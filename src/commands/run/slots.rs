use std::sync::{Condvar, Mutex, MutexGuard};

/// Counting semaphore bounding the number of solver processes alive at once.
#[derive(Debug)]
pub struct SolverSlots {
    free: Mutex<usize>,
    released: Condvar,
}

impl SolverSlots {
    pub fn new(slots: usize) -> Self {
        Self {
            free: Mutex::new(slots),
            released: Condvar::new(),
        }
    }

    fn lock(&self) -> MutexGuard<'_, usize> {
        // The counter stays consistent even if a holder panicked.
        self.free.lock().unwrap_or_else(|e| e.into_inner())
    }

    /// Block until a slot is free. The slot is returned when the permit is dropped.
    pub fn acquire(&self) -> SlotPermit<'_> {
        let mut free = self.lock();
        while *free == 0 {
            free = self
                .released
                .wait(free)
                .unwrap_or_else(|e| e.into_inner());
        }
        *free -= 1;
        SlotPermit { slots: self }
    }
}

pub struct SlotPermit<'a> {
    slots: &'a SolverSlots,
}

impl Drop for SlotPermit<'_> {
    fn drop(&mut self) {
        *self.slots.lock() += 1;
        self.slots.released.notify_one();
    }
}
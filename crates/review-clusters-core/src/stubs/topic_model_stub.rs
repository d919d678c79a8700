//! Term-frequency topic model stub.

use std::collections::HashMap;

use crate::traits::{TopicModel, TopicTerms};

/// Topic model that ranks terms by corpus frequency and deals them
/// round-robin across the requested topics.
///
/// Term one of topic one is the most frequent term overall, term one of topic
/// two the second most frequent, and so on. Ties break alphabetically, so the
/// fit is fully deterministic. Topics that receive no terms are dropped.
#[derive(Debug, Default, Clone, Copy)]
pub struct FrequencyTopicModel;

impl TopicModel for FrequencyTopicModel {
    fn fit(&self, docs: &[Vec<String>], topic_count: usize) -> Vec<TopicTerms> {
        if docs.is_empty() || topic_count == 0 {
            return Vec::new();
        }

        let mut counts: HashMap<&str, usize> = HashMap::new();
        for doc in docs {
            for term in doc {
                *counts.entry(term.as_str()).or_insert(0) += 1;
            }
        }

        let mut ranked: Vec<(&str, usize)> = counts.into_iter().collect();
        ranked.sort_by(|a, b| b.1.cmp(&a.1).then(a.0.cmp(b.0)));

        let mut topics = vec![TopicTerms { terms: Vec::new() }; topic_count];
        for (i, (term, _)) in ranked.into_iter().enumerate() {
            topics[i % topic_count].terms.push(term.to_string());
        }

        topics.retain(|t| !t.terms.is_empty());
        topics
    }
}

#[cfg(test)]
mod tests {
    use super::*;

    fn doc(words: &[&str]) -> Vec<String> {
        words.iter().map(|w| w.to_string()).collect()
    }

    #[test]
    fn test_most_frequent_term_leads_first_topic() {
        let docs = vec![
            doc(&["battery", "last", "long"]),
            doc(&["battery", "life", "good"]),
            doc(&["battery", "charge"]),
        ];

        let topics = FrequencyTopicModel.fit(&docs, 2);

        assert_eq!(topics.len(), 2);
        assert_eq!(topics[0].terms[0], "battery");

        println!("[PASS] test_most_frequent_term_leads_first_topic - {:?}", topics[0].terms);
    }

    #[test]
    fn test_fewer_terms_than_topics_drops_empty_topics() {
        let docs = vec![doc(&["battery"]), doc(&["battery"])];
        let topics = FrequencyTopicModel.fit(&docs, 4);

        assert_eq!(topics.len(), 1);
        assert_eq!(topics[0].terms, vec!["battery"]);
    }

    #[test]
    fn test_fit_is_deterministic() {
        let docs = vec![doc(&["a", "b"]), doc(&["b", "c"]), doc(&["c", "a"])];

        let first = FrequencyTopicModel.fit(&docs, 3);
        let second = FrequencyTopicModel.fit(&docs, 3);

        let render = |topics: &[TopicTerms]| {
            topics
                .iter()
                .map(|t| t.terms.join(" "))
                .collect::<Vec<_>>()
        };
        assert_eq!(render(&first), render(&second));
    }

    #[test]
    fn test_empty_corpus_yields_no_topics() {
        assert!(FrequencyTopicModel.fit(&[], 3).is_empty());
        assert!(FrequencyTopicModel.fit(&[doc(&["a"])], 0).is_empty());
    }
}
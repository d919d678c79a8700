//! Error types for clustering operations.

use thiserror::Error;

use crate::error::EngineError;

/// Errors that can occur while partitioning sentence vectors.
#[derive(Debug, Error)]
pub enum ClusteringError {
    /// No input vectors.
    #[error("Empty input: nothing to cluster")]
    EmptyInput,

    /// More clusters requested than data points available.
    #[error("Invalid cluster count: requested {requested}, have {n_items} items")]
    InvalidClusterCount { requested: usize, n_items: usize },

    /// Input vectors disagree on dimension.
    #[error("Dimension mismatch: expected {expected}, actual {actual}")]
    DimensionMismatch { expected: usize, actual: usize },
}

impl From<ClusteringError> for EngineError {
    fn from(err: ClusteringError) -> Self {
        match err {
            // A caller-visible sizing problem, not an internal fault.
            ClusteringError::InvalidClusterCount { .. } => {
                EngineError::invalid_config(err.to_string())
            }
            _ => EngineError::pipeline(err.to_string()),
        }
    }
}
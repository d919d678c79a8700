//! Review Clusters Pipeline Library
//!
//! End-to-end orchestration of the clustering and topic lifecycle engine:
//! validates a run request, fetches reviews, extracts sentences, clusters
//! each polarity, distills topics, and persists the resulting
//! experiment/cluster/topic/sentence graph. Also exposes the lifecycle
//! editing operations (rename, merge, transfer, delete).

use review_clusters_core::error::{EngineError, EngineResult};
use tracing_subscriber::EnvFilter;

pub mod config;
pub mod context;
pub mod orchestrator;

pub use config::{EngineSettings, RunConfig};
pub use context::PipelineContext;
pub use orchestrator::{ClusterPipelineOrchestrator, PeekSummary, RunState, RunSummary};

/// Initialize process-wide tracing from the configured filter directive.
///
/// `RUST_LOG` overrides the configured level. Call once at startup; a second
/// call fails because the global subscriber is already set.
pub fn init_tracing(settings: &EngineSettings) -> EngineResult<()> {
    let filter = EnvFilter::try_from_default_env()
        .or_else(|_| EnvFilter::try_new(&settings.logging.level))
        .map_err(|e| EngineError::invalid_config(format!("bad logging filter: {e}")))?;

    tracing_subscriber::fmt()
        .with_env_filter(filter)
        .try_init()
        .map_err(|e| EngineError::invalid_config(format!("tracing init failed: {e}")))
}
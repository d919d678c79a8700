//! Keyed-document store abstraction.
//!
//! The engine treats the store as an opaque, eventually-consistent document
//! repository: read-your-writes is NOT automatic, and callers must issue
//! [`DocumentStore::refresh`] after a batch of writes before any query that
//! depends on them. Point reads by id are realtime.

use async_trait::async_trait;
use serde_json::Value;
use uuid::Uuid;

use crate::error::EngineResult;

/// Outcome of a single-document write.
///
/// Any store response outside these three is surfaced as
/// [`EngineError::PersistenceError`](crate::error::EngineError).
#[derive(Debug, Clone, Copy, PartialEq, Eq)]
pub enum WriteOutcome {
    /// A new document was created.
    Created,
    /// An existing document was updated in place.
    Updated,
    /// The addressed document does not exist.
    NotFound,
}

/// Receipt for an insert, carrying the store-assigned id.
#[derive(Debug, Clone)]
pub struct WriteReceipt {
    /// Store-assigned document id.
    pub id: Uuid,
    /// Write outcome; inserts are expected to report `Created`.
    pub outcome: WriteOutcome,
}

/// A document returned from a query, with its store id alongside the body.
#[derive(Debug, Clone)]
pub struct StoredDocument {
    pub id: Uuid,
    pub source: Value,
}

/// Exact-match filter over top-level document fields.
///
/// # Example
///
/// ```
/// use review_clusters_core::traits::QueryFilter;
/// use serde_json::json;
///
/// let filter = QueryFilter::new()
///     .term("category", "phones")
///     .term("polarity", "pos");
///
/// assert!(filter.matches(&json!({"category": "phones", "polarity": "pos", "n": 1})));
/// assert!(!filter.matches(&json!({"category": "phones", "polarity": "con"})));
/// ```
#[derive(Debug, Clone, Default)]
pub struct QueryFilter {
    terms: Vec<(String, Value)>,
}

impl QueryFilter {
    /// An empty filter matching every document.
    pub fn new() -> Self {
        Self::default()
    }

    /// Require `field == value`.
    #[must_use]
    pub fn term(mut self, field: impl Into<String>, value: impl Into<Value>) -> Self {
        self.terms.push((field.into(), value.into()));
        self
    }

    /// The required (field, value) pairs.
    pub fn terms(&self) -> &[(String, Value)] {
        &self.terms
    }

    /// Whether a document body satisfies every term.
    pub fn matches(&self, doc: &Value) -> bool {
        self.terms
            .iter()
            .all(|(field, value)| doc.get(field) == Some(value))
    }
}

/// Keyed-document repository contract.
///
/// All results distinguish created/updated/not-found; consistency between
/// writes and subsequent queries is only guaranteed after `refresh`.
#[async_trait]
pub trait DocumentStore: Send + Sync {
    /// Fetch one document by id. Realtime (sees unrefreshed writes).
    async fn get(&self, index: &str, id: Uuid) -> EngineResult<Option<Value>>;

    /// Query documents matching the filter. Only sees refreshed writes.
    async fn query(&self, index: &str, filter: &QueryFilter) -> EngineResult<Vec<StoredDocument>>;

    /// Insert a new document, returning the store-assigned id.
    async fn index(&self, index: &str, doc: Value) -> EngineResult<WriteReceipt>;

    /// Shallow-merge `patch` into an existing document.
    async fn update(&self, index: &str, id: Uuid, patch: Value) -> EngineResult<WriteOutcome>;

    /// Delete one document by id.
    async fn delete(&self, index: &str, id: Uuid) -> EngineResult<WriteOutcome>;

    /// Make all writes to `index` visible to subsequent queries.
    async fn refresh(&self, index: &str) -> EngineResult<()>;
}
------------------------------------------------
◆ **TASK PROMPT**
Copy down each line in the entries that has the word "struct".

◆ **WRITTEN SOLUTION**
pub struct SolverSlots {
pub struct SlotPermit<'a> {
pub struct FrequencyTopicModel;
pub struct WriteReceipt {
pub struct StoredDocument {
pub struct QueryFilter {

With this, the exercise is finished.